DATA TO USE START

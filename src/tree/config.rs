//! Configuration types for the path walker

use std::time::SystemTime;

/// Configuration for tree walking behavior.
#[derive(Debug, Clone)]
pub struct WalkerConfig {
    /// Deepest level yielded; a directory at this level is not descended.
    pub max_depth: Option<usize>,
    pub dirs_only: bool,
    pub ignore_patterns: Vec<String>,
    /// Descend into symlinked directories (cycles are never descended)
    pub follow_symlinks: bool,
    /// Only include files modified after this time
    pub newer_than: Option<SystemTime>,
    /// Only include files modified before this time
    pub older_than: Option<SystemTime>,
}

impl Default for WalkerConfig {
    fn default() -> Self {
        Self {
            max_depth: None,
            dirs_only: false,
            ignore_patterns: Vec::new(),
            follow_symlinks: true,
            newer_than: None,
            older_than: None,
        }
    }
}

DATA TO USE END

Repeat every record exactly, so that nothing is lost or altered.

filename src/tree/config.rs
//! Configuration types for the path walker

use std::time::SystemTime;

/// Configuration for tree walking behavior.
#[derive(Debug, Clone)]
pub struct WalkerConfig {
    /// Deepest level yielded; a directory at this level is not descended.
    pub max_depth: Option<usize>,
    pub dirs_only: bool,
    pub ignore_patterns: Vec<String>,
    /// Descend into symlinked directories (cycles are never descended)
    pub follow_symlinks: bool,
    /// Only include files modified after this time
    pub newer_than: Option<SystemTime>,
    /// Only include files modified before this time
    pub older_than: Option<SystemTime>,
}

impl Default for WalkerConfig {
    fn default() -> Self {
        Self {
            max_depth: None,
            dirs_only: false,
            ignore_patterns: Vec::new(),
            follow_symlinks: true,
            newer_than: None,
            older_than: None,
        }
    }
}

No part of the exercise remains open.